Advanced scheduling requires defining a child vnode for each GPU。
I have two nodes, each with 18 CPUs and 4 GPUs. Is it necessary to create vnodes to use the advanced GPU scheduling resource call limitations? I just want to treat the node as a whole without subdividing it.
-
There is no need so create vnodes to schedule jobs on to a host with multiple GPU cards
The user can submit jobs by using the CUDA_VISIBLE_DEVICE varailable and use specific GPUs. -
If you would like GPU device isolation then you would need to use cgroups hook and it will take care of mapping the correct CUDA_VISIBLE_DEVICE and/or UID of the gpu card.
1、Why does pbs_cgroups automatically create vnodes for me when I use it, and also reduce my available memory and CPU for this node? Is vnode necessary when using cgroups?
2、When I use -l select=1:ngpus=1
, it will use 1 cpu at the same time. How can I only use gpu without cpu?
Please check the documentation on vnode_per_numa_node and allow_zero_cpus
These settings would help you achieve your requirement.
Thanks for your reply, Mr.adarsh. I set the vnode_per_numa_node:false, it doesn’t create vnode automatically, but it also reduced my memory and CPU. I originally had 4gb of memory and 4 CPUs. After enabling pbs_cgroups, the available memory of the node was only 3gb and the available CPU was only 2. It’s a problem.

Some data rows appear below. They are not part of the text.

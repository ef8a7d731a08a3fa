use std::borrow::Cow;
use std::io::Write;

use tracing::debug;

use crate::parser::{Mode, tokenize};
use crate::registry::Registry;
use crate::validate::{Rejection, validate};

/// Result of executing one input line.
#[derive(Debug, Clone, PartialEq, Eq)]
pub enum Outcome {
    /// The line was empty or blank.
    Empty,
    /// The line could not be split into words.
    ParseError,
    /// The first word names no registered command.
    UnknownCommand,
    /// An argument failed validation; the command was not run.
    InvalidArgument {
        slot: usize,
        diagnostic: Option<String>,
    },
    /// The command ran and returned this status.
    Executed(i32),
}

impl Outcome {
    /// Text to show the user, if any.
    pub fn message(&self) -> Option<Cow<'_, str>> {
        match self {
            Outcome::Empty | Outcome::Executed(_) => None,
            Outcome::ParseError => Some("Error while parsing command.".into()),
            Outcome::UnknownCommand => Some("Unrecognized command.".into()),
            Outcome::InvalidArgument {
                diagnostic: Some(text),
                ..
            } => Some(text.as_str().into()),
            Outcome::InvalidArgument {
                diagnostic: None, ..
            } => Some("Invalid argument(s).".into()),
        }
    }
}

/// Parses, binds, validates and runs one input line.
///
/// Words past the command's arity are ignored. Validation stops at the first
/// refused argument. The command's output goes to `out`.
pub fn execute(registry: &Registry, line: &str, out: &mut dyn Write) -> Outcome {
    let words = match tokenize(line, Mode::Strict) {
        Ok(words) => words,
        Err(err) => {
            debug!(%err, "parse failed");
            return Outcome::ParseError;
        }
    };
    let Some(first) = words.first() else {
        return Outcome::Empty;
    };

    let Some(command) = registry.lookup(&first.text) else {
        debug!(name = %first.text, "unknown command");
        return Outcome::UnknownCommand;
    };

    // the command receives exactly the values the validator checked
    let bound = command.bind(&words);
    let mut args = Vec::with_capacity(bound.len());
    for (slot, (value, spec)) in bound.iter().zip(command.specs()).enumerate() {
        match validate(value.as_deref(), *spec) {
            Ok(checked) => args.push(checked.map(str::to_string)),
            Err(rejection) => {
                debug!(command = command.name(), slot, ?rejection, "argument refused");
                let diagnostic = match rejection {
                    Rejection::Diagnosed(text) => Some(text),
                    Rejection::Missing | Rejection::Malformed => None,
                };
                return Outcome::InvalidArgument { slot, diagnostic };
            }
        }
    }

    let status = command.invoke(&args, out);
    debug!(command = command.name(), status, "command finished");
    Outcome::Executed(status)
}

How can I solve it?
Thank you @wakaka
Please share your pbs_cgroups.json file.
- did you remove the vnodes and natural node after setting vnode_per_numa_node: to false
- and added the same node again, it would have created only one natural node
- Also the actual mem and cpu available on the node
- pbsnodes -av output
Thank you for sharing your cgroup configuration
- memory subsystem set to false
- not sure how this can happen
reserved_amount: 1GB: This reserved memory decreases the resources_available.mem that MoM advertises to the server as being available for each vnode, and also reduces the amount of memory the cgroups hook will assign to jobs
Also, not sure how the ncpus got decreased
Probably, better to disable the cgroups hook, delete the node and add the node. Make sure this is displaying the correct mem and cpus. enable the cgroups and then check the configuration of your node.
Thank you very much for your reminder, Mr.adarsh. The memory problem is due to the setting of reserved_amount, and the problem of the number of CPUs is due to hyperthreading.